• **Instructions to follow**
Output exactly the span of lines beginning with the one that holds "let mut map = self.shard(inode).write();" and ending with the last line of the data below.

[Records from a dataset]

//! The extent index seam.
//!
//! The data path consumes the index as an abstract ordered map of extent
//! keys with transactional insert and compare-and-swap replace; the node
//! storage engine behind it is not this crate's concern.  [`MemoryIndex`]
//! is the reference implementation: a sharded in-memory tree with the same
//! contract, used by the tests and by embedders without their own engine.

use std::collections::BTreeMap;
use std::fmt;

use bitflags::bitflags;
use parking_lot::RwLock;
use snafu::Snafu;
use tracing::error;

use crate::extent::ExtentKey;

bitflags! {
    /// Behavior flags for index updates.
    #[derive(Clone, Copy, Debug, Default, PartialEq, Eq)]
    pub struct InsertFlags: u32 {
        /// Fail with [`IndexError::Raced`] instead of retrying internally
        /// if the update observed a stale snapshot.
        const ATOMIC = 1 << 0;
        /// Never surface out-of-space from the commit itself.
        const NOFAIL = 1 << 1;
        /// Do not block waiting for index resources.
        const NOWAIT = 1 << 2;
        /// Draw commit space from the caller's reservation.
        const USE_RESERVE = 1 << 3;
    }
}

/// Error produced by index operations.
#[derive(Debug, Snafu)]
pub enum IndexError {
    /// The stored key changed between snapshot and commit.  The caller
    /// retries the affected region with a fresh snapshot.
    #[snafu(display("index update raced with a concurrent writer"))]
    Raced,

    /// The index could not hold the new key.
    #[snafu(display("index out of space"))]
    NoSpace,

    /// A key failed validation.  This indicates corruption or a bug and is
    /// fatal for the request.
    #[snafu(display("malformed extent key: {}", reason))]
    Unpack { reason: String },
}

/// Ordered index of extents, keyed `(inode, start_offset)`.
///
/// Implementations must keep stored extents non-overlapping: `insert`
/// performs the copy-on-write trim of everything the new keys cover.
/// Reads take snapshots; nothing handed out borrows index memory.
pub trait ExtentIndex: Send + Sync + fmt::Debug {
    /// Returns the first extent overlapping `[from, to)`, whole.  The
    /// caller cuts it to the range it cares about.
    fn peek_next(&self, inode: u64, from: u64, to: u64) -> Option<ExtentKey>;

    /// Snapshot of every extent overlapping `[from, to)`, in offset order.
    fn snapshot(&self, inode: u64, from: u64, to: u64) -> Vec<ExtentKey>;

    /// Copy-on-write insert: for each key, trims away every overlapping
    /// stored extent, then stores the key.
    fn insert(&self, keys: &[ExtentKey], flags: InsertFlags) -> Result<(), IndexError>;

    /// Atomically replaces `expected` with `replacement` (or deletes it
    /// when `replacement` is `None`) if the stored extent is still exactly
    /// `expected`.
    fn try_replace(
        &self,
        expected: &ExtentKey,
        replacement: Option<ExtentKey>,
    ) -> Result<(), IndexError>;

    /// Removes every whole extent fully contained in `[from, to)` and
    /// trims partial overlaps.
    fn delete_range(&self, inode: u64, from: u64, to: u64);

    /// Visits every stored extent.  Used for usage accounting.
    fn for_each(&self, f: &mut dyn FnMut(&ExtentKey));
}

const SHARDS: usize = 16;

type Shard = RwLock<BTreeMap<(u64, u64), ExtentKey>>;

/// Reference index: per-inode-sharded `BTreeMap`s behind reader-writer
/// locks.  Every mutation takes one shard's write lock, which makes each
/// call atomic with respect to the keys of that inode.
pub struct MemoryIndex {
    shards: Vec<Shard>,
}

impl Default for MemoryIndex {
    fn default() -> Self {
        Self::new()
    }
}

impl MemoryIndex {
    pub fn new() -> Self {
        Self {
            shards: (0..SHARDS).map(|_| RwLock::new(BTreeMap::new())).collect(),
        }
    }

    fn shard(&self, inode: u64) -> &Shard {
        &self.shards[(inode as usize) % SHARDS]
    }

    /// Keys overlapping `[from, to)` for `inode`, starting the scan at the
    /// last key at or before `from` since at most one stored extent can
    /// straddle it.
    fn overlapping(
        map: &BTreeMap<(u64, u64), ExtentKey>,
        inode: u64,
        from: u64,
        to: u64,
    ) -> Vec<(u64, u64)> {
        let scan_from = map
            .range(..=(inode, from))
            .next_back()
            .map(|(&(i, s), _)| if i == inode { (i, s) } else { (inode, from) })
            .unwrap_or((inode, from));

        map.range(scan_from..(inode, to))
            .filter(|(&(i, _), key)| i == inode && key.overlaps(from, to))
            .map(|(&k, _)| k)
            .collect()
    }

    fn validate(key: &ExtentKey) -> Result<(), IndexError> {
        let mut fail = |reason: &str| {
            error!(inode = key.inode, offset = key.offset, reason, "refusing malformed extent key");
            Err(IndexError::Unpack {
                reason: reason.to_string(),
            })
        };

        if key.size == 0 {
            return fail("zero-size extent");
        }
        if key.ptrs.len() > crate::extent::MAX_REPLICAS as usize {
            return fail("too many pointers");
        }
        if let Some(crc) = &key.crc {
            if crc.live_size != key.size {
                return fail("crc live size does not match key size");
            }
            if crc.live_size > crc.uncompressed_size
                || crc.offset + crc.live_size > crc.uncompressed_size
            {
                return fail("crc live window exceeds uncompressed size");
            }
        }
        Ok(())
    }

    fn trim_covered(map: &mut BTreeMap<(u64, u64), ExtentKey>, inode: u64, from: u64, to: u64) {
        for at in Self::overlapping(map, inode, from, to) {
            let stored = map.remove(&at).expect("key just listed");
            if stored.start() < from {
                let mut front = stored.clone();
                front.cut_back(from);
                map.insert((inode, front.start()), front);
            }
            if stored.end() > to {
                let mut back = stored;
                back.cut_front(to);
                map.insert((inode, back.start()), back);
            }
        }
    }
}

impl ExtentIndex for MemoryIndex {
    fn peek_next(&self, inode: u64, from: u64, to: u64) -> Option<ExtentKey> {
        let map = self.shard(inode).read();
        Self::overlapping(&map, inode, from, to)
            .first()
            .map(|at| map[at].clone())
    }

    fn snapshot(&self, inode: u64, from: u64, to: u64) -> Vec<ExtentKey> {
        let map = self.shard(inode).read();
        Self::overlapping(&map, inode, from, to)
            .iter()
            .map(|at| map[at].clone())
            .collect()
    }

    fn insert(&self, keys: &[ExtentKey], _flags: InsertFlags) -> Result<(), IndexError> {
        for key in keys {
            Self::validate(key)?;
        }
        for key in keys {
            let mut map = self.shard(key.inode).write();
            Self::trim_covered(&mut map, key.inode, key.start(), key.end());
            map.insert((key.inode, key.start()), key.clone());
        }
        Ok(())
    }

    fn try_replace(
        &self,
        expected: &ExtentKey,
        replacement: Option<ExtentKey>,
    ) -> Result<(), IndexError> {
        if let Some(replacement) = &replacement {
            Self::validate(replacement)?;
        }

        let mut map = self.shard(expected.inode).write();
        match map.get(&(expected.inode, expected.start())) {
            Some(stored) if stored == expected => {}
            _ => return Err(IndexError::Raced),
        }
        map.remove(&(expected.inode, expected.start()));
        if let Some(replacement) = replacement {
            // The replacement may cover a narrower range than what it
            // replaces; it must never widen past it.
            debug_assert!(replacement.start() >= expected.start());
            debug_assert!(replacement.end() <= expected.end());
            map.insert((replacement.inode, replacement.start()), replacement);
        }
        Ok(())
    }

    fn delete_range(&self, inode: u64, from: u64, to: u64) {
        let mut map = self.shard(inode).write();
        Self::trim_covered(&mut map, inode, from, to);
    }

    fn for_each(&self, f: &mut dyn FnMut(&ExtentKey)) {
        for shard in &self.shards {
            let map = shard.read();
            for key in map.values() {
                f(key);
            }
        }
    }
}

impl fmt::Debug for MemoryIndex {
    fn fmt(&self, f: &mut fmt::Formatter<'_>) -> fmt::Result {
        let keys: usize = self.shards.iter().map(|s| s.read().len()).sum();
        f.debug_struct("MemoryIndex").field("keys", &keys).finish()
    }
}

• **Exercise answer**
        let mut map = self.shard(inode).write();
        Self::trim_covered(&mut map, inode, from, to);
    }

    fn for_each(&self, f: &mut dyn FnMut(&ExtentKey)) {
        for shard in &self.shards {
            let map = shard.read();
            for key in map.values() {
                f(key);
            }
        }
    }
}

impl fmt::Debug for MemoryIndex {
    fn fmt(&self, f: &mut fmt::Formatter<'_>) -> fmt::Result {
        let keys: usize = self.shards.iter().map(|s| s.read().len()).sum();
        f.debug_struct("MemoryIndex").field("keys", &keys).finish()
    }
}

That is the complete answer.